The changes were made by:

  1. Reviewing Snowflake connector source code (SnowflakeSpecification.kt, SnowflakeNameGenerators.kt, TypingDedupingUtil.kt)
  2. Examining historical v3 source code (commit 2ea4544^) to verify UI placement of "Disable Final Tables"
  3. Reviewing existing Typing and Deduping and Direct Loading documentation
  4. Analyzing test code to understand raw table naming patterns
  5. Iterating on PR feedback from @ian-at-airbyte to ensure accuracy and clarity

Review guide

Critical items requiring verification:

  1. UI steps (lines 27-31): Verify these steps match the actual v3 UI flow:

    • Open the Advanced section (verified in v3 spec with "group": "advanced")
    • Turn on Disable Final Tables
    • Click Test and save

    ⚠️ These steps were verified through code review but not tested in a live v3 environment.

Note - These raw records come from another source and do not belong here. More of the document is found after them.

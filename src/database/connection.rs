/*!
 * Database connection management.
 *
 * The podcast library database belongs to another application, so it is
 * opened read-only. Access goes through a shared mutex, with an async
 * helper that runs queries on tokio's blocking pool.
 */

use anyhow::{Context, Result, anyhow};
use log::{debug, info};
use rusqlite::{Connection, OpenFlags};
use std::path::{Path, PathBuf};
use std::sync::{Arc, Mutex};

/// Tables the metadata queries rely on
pub const REQUIRED_TABLES: [&str; 2] = ["ZMTEPISODE", "ZMTPODCAST"];

/// Database connection wrapper with thread-safe access
#[derive(Clone)]
pub struct DatabaseConnection {
    /// Path to the database file
    db_path: PathBuf,
    /// Thread-safe connection wrapped in Arc<Mutex>
    connection: Arc<Mutex<Connection>>,
}

impl DatabaseConnection {
    /// Open an existing database file without write access
    pub fn open_read_only<P: AsRef<Path>>(db_path: P) -> Result<Self> {
        let db_path = db_path.as_ref().to_path_buf();

        if !db_path.is_file() {
            return Err(anyhow!("Database not found at: {:?}", db_path));
        }

        info!("Opening database at: {:?}", db_path);

        let conn = Connection::open_with_flags(
            &db_path,
            OpenFlags::SQLITE_OPEN_READ_ONLY | OpenFlags::SQLITE_OPEN_NO_MUTEX,
        )
        .with_context(|| format!("Failed to open database: {:?}", db_path))?;

        Ok(Self {
            db_path,
            connection: Arc::new(Mutex::new(conn)),
        })
    }

    /// Create an in-memory database (for testing)
    pub fn new_in_memory() -> Result<Self> {
        debug!("Creating in-memory database");

        let conn =
            Connection::open_in_memory().context("Failed to create in-memory database")?;

        Ok(Self {
            db_path: PathBuf::from(":memory:"),
            connection: Arc::new(Mutex::new(conn)),
        })
    }

    /// Get the database file path
    pub fn path(&self) -> &Path {
        &self.db_path
    }

    /// Run `f` with the connection locked.
    ///
    /// Blocks the calling thread; async callers use [`Self::execute_async`].
    pub fn execute<F, T>(&self, f: F) -> Result<T>
    where
        F: FnOnce(&Connection) -> Result<T>,
    {
        with_locked(&self.connection, f)
    }

    /// Run `f` on tokio's blocking pool
    pub async fn execute_async<F, T>(&self, f: F) -> Result<T>
    where
        F: FnOnce(&Connection) -> Result<T> + Send + 'static,
        T: Send + 'static,
    {
        let connection = Arc::clone(&self.connection);

        tokio::task::spawn_blocking(move || with_locked(&connection, f))
            .await
            .context("Database task panicked")?
    }

    /// Fail unless every table in [`REQUIRED_TABLES`] exists
    pub fn verify_tables(&self) -> Result<()> {
        self.execute(|conn| {
            for table in REQUIRED_TABLES {
                let count: i64 = conn
                    .query_row(
                        "SELECT COUNT(*) FROM sqlite_master WHERE type='table' AND name=?1",
                        [table],
                        |row| row.get(0),
                    )
                    .with_context(|| format!("Failed to check for table {}", table))?;

                if count == 0 {
                    return Err(anyhow!(
                        "Database {:?} has no {} table; is this a podcast library?",
                        self.db_path,
                        table
                    ));
                }
            }
            Ok(())
        })
    }
}

fn with_locked<F, T>(connection: &Mutex<Connection>, f: F) -> Result<T>
where
    F: FnOnce(&Connection) -> Result<T>,
{
    let conn = connection
        .lock()
        .map_err(|e| anyhow!("Failed to acquire database lock: {}", e))?;
    f(&conn)
}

  2. Schema configuration guidance (lines 49-55): Confirm the field names and examples match what users see in the UI:

    • "Schema" field for final tables destination
    • "Airbyte Internal Table Dataset Name" field for raw-only destination
    • Example values (ANALYTICS_V4, AIRBYTE_INTERNAL_RAW)
  3. Raw table naming patterns (lines 73-80): Validate these patterns are accurate:

    • V2/V3: raw_{namespace}__{stream}
    • V4: {namespace}_raw__stream_{stream} (with variable underscores based on longest underscore run)
  4. SQL queries (lines 88-108): Test these Snowflake SQL commands work correctly:

    • SHOW TABLES IN SCHEMA <DATABASE>.<INTERNAL_SCHEMA> LIKE 'RAW\_%';
    • DROP TABLE IF EXISTS <DATABASE>.<INTERNAL_SCHEMA>.<TABLE_NAME>;
  5. Terminology fix (line 77): Confirm airbyte_internal is correctly referred to as a "schema" not a "database" - this is critical for user safety.

  6. Migration flow completeness (lines 47-65): Review the 7-step process for users with both raw and final tables to ensure it's logical, complete, and uses only v3 terminology (no V4 references before upgrade).

User Impact

Positive:

  • Users migrating from Snowflake v3 to v4 now have clear, step-by-step instructions for all migration scenarios
  • Concrete examples for configuring distinct schemas to avoid table name collisions
  • Accurate information about where to find and how to clean up legacy raw tables
  • SQL queries they can copy-paste to safely remove old tables
  • Corrected safety warnings about the airbyte_internal schema

Potential risks:

  • If UI steps don't match actual v3 UI, users may get confused
  • If SQL queries have syntax errors, users may encounter errors when cleaning up tables
  • If schema configuration examples don't match UI labels, users may struggle to configure destinations correctly

Can this PR be safely reverted and rolled back?

  • YES 💚

This is purely documentation - no code changes. Reverting would restore the placeholder comments.


Link to Devin run: https://app.devin.ai/sessions/72110afd12ce49dc9203f7763a3e9962
Requested by: [email protected] (@ian-at-airbyte)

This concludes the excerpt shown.